[Data entries]

▶

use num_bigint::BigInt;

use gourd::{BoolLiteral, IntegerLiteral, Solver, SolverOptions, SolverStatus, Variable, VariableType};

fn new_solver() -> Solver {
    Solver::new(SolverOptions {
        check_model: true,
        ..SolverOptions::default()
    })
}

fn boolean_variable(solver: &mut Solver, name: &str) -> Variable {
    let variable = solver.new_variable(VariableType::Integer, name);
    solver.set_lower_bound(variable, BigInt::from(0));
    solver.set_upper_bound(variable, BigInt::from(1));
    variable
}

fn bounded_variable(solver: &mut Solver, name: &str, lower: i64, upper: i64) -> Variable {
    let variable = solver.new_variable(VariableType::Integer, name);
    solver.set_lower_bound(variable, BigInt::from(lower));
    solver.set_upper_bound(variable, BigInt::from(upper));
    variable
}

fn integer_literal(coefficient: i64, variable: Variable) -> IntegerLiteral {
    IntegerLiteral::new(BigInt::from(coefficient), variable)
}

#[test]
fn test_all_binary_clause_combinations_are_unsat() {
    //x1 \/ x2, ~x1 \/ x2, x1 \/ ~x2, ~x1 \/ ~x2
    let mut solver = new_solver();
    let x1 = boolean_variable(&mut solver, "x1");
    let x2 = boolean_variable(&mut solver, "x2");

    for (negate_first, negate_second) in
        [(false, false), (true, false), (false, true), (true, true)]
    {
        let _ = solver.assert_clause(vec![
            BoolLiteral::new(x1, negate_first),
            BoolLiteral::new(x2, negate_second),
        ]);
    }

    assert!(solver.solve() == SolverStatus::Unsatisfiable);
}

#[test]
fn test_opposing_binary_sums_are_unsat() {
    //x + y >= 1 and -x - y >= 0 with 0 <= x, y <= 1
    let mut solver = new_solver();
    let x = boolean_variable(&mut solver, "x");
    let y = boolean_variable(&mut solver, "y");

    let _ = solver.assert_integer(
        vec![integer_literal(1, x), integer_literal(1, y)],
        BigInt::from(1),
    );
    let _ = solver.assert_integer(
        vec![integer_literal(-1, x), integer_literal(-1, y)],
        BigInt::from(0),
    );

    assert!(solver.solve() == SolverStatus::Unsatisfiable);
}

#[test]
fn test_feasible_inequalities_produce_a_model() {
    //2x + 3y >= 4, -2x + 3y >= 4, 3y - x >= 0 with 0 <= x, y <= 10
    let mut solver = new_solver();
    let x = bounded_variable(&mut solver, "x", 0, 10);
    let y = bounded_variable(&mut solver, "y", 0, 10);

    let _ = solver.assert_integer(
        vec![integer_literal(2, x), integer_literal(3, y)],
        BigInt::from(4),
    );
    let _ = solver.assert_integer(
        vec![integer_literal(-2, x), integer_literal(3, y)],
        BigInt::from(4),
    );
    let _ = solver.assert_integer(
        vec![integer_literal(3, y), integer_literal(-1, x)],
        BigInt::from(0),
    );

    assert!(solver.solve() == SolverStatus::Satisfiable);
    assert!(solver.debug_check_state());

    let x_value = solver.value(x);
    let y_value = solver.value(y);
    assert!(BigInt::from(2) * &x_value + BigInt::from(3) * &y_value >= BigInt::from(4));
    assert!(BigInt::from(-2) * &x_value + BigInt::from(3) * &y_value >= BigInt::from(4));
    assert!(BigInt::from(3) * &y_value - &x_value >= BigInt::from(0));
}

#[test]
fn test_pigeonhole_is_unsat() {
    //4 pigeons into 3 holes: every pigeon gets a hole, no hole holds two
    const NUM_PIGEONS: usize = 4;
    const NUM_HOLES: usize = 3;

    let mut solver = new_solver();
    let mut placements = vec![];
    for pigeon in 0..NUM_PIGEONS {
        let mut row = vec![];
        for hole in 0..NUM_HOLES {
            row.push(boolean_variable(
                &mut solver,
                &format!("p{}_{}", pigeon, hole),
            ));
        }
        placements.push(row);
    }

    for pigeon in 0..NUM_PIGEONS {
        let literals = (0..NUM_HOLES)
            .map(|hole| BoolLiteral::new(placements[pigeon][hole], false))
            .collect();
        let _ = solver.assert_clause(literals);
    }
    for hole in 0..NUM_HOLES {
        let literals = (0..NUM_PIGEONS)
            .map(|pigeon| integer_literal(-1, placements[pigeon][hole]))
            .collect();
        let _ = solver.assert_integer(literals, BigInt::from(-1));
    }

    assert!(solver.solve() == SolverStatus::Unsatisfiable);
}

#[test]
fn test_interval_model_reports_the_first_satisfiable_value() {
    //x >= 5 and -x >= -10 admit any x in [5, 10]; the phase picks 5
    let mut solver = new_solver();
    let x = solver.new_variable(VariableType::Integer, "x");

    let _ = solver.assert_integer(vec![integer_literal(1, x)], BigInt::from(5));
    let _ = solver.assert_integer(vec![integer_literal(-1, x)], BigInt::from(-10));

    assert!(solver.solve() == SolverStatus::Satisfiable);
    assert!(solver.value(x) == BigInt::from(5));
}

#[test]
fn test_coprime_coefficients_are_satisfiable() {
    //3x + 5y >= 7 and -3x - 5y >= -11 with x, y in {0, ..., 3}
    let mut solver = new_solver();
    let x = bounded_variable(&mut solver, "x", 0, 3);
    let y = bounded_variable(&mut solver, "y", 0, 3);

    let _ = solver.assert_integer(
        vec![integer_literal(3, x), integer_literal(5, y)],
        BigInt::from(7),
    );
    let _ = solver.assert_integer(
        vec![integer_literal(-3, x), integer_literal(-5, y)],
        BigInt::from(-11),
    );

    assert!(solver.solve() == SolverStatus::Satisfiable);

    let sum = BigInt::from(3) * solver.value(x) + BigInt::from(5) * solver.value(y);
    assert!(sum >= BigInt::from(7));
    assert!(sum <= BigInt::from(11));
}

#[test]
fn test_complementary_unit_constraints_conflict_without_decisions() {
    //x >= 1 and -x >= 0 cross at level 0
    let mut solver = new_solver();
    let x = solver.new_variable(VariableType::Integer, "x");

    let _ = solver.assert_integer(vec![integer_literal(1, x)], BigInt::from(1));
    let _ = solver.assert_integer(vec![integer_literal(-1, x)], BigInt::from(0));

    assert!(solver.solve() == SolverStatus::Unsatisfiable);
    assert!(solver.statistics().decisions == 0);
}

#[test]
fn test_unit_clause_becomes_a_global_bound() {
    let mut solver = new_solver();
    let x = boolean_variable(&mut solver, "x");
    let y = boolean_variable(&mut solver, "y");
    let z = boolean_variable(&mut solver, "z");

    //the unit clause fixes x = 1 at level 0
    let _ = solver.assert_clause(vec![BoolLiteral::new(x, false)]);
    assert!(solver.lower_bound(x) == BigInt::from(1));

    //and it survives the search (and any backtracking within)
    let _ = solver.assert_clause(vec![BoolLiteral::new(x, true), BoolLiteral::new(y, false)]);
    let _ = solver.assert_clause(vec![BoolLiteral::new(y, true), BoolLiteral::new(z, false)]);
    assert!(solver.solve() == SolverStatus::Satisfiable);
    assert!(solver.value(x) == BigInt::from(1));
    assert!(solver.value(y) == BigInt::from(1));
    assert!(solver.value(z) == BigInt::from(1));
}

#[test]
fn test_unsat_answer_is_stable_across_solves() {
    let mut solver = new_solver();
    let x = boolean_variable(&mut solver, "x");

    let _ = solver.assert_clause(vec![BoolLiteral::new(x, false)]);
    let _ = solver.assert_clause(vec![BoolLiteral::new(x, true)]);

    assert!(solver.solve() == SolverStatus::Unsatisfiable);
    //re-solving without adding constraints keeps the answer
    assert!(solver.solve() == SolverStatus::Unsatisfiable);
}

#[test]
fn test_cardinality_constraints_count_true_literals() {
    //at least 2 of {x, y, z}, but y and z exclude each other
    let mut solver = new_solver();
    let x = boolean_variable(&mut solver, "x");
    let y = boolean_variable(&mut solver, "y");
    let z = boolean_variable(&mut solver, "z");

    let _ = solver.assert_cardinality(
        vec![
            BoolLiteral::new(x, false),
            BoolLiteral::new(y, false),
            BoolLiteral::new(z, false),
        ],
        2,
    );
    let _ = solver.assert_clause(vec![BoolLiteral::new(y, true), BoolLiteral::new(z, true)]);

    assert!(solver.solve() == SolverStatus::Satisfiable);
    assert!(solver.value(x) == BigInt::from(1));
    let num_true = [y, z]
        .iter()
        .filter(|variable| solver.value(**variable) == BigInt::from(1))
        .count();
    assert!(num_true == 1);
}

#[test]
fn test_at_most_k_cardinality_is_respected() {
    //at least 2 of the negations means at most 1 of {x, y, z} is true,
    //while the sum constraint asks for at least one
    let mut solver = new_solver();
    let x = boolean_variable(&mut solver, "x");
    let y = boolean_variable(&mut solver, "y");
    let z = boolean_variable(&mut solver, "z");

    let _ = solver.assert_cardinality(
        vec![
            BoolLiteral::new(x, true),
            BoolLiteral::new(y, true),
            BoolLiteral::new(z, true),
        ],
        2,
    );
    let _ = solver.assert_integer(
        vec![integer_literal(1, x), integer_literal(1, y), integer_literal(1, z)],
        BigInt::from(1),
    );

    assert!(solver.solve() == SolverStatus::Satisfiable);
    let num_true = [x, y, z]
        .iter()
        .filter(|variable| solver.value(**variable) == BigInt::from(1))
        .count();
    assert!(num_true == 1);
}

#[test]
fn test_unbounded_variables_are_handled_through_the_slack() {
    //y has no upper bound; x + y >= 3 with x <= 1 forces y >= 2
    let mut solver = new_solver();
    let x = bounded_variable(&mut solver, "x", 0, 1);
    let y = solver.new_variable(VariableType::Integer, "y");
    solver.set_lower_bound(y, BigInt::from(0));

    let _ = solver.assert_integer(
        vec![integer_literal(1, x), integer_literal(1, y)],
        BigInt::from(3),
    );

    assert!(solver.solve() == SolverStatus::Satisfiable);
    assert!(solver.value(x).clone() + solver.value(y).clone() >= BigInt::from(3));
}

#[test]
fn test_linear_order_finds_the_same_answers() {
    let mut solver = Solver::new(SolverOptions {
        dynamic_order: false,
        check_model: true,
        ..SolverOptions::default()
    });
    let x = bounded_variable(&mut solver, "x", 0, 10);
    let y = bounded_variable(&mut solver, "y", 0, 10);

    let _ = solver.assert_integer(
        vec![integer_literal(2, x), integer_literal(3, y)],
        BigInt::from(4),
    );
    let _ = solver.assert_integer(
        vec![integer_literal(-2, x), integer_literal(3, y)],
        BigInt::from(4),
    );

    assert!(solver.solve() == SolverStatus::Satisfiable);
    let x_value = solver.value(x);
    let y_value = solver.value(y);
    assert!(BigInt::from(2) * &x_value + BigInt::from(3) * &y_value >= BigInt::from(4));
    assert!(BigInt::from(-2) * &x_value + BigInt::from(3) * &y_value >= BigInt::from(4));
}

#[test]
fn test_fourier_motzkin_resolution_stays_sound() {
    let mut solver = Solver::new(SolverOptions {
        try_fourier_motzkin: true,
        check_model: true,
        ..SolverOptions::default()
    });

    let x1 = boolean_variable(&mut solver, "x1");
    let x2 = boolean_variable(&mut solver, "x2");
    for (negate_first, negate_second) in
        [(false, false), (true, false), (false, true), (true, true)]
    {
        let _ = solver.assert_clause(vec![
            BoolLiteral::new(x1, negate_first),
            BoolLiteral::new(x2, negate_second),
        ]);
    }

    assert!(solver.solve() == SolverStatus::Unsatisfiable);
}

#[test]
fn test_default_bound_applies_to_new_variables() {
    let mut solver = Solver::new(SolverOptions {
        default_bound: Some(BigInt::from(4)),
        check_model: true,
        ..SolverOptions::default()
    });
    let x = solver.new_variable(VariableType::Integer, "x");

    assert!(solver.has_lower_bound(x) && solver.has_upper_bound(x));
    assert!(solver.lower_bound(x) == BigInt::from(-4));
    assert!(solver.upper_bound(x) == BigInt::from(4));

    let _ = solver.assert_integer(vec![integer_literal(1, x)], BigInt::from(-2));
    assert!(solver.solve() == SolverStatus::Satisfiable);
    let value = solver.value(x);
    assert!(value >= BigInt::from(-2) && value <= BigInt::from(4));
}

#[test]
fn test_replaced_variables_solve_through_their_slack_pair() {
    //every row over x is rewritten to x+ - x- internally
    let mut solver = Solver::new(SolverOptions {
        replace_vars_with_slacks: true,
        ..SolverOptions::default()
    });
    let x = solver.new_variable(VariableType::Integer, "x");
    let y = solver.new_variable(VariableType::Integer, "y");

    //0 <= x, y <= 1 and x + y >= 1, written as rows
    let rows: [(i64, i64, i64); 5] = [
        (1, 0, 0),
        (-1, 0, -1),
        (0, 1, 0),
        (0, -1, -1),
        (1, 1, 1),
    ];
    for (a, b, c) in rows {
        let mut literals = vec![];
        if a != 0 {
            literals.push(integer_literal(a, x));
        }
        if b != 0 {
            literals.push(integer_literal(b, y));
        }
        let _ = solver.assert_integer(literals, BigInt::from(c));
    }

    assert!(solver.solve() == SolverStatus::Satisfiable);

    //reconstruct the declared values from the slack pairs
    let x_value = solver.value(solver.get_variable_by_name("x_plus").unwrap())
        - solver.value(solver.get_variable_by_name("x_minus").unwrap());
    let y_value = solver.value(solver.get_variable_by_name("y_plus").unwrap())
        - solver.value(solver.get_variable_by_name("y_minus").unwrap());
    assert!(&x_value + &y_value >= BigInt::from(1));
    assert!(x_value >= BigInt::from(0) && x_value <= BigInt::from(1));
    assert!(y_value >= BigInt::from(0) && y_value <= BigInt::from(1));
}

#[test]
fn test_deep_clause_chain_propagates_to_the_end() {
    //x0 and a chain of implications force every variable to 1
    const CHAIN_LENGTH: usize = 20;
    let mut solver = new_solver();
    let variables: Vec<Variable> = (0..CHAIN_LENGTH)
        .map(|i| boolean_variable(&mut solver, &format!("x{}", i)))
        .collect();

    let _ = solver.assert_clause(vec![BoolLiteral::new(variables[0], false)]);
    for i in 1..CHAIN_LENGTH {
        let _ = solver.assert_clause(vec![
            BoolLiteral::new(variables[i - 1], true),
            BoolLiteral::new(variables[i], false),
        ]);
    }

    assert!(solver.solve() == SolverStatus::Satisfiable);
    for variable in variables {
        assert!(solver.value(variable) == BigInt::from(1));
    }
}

◀
▶

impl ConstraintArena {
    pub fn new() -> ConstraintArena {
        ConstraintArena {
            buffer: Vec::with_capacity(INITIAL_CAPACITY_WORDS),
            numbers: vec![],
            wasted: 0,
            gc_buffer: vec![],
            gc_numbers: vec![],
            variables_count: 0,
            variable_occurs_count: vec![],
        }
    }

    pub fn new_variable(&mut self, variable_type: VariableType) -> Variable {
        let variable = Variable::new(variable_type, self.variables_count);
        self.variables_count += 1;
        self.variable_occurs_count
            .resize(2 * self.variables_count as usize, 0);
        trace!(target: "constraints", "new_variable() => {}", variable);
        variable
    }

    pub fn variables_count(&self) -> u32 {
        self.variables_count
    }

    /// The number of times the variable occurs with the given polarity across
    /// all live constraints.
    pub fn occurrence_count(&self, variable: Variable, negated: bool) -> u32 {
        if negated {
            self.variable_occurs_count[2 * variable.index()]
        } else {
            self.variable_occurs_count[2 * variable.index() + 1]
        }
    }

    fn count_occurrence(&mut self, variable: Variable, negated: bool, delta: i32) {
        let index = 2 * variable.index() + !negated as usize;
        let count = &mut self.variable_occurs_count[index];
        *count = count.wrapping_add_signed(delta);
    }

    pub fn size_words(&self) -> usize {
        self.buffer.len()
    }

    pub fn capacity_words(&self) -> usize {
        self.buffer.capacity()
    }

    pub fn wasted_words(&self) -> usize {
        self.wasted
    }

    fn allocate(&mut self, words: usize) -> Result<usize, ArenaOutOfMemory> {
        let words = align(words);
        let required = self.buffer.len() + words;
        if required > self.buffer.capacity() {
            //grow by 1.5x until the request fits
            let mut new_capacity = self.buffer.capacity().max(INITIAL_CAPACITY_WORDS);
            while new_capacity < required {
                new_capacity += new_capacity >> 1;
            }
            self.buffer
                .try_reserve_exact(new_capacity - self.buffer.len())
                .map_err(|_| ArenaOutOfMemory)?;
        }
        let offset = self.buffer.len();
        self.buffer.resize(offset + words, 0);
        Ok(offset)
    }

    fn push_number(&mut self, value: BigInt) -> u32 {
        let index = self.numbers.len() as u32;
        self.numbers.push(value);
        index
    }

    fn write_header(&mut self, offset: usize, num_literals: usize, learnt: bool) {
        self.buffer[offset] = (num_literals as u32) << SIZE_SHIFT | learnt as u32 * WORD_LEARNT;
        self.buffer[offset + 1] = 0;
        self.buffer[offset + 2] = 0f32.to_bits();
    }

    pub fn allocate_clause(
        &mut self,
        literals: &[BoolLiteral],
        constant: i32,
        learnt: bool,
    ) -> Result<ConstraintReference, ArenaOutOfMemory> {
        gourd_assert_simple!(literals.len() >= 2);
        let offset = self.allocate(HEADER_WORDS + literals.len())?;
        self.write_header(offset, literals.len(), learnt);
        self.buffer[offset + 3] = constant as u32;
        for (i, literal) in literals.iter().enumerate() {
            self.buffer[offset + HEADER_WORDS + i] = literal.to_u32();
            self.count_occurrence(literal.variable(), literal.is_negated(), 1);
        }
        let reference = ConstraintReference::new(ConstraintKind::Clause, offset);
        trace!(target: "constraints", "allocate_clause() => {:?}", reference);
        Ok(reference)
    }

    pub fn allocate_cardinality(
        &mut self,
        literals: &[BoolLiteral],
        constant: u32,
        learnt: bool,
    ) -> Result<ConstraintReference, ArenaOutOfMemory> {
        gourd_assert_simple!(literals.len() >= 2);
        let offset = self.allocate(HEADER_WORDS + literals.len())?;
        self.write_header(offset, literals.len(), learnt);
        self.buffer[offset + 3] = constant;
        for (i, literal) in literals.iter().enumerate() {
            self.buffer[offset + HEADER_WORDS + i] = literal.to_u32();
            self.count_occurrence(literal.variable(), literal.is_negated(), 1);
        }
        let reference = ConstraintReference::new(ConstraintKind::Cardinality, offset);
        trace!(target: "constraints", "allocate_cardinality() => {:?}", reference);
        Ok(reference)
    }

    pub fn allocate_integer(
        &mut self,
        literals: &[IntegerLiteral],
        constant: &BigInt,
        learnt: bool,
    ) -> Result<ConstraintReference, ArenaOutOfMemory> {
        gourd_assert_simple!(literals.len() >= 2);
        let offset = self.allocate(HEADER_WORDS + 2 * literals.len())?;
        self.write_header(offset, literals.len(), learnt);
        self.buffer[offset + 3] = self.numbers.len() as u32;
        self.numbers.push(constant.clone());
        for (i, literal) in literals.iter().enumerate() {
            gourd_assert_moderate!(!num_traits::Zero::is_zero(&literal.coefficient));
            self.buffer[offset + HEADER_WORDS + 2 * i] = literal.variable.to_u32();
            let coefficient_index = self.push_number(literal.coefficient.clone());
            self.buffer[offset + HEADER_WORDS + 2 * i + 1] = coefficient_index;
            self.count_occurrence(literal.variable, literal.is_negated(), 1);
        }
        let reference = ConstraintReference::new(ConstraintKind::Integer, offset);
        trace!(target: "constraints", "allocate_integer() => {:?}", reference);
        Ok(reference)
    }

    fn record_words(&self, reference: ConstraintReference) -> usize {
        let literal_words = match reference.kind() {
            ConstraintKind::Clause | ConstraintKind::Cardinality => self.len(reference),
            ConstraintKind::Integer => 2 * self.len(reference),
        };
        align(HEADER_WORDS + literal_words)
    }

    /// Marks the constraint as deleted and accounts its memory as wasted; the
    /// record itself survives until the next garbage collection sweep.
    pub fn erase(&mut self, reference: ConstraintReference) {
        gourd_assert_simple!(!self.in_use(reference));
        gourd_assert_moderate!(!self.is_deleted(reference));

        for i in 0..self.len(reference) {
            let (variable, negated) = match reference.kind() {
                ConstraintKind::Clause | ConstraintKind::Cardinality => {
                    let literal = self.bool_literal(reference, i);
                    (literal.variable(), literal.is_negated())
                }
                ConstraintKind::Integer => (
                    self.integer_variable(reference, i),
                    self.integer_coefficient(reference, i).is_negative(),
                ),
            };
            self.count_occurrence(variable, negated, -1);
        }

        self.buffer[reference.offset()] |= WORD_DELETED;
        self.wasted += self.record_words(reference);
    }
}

◀

• _Work item_:
Gather from the records above every line containing the string "align".

• _Task answer_:
        let words = align(words);
        align(HEADER_WORDS + literal_words)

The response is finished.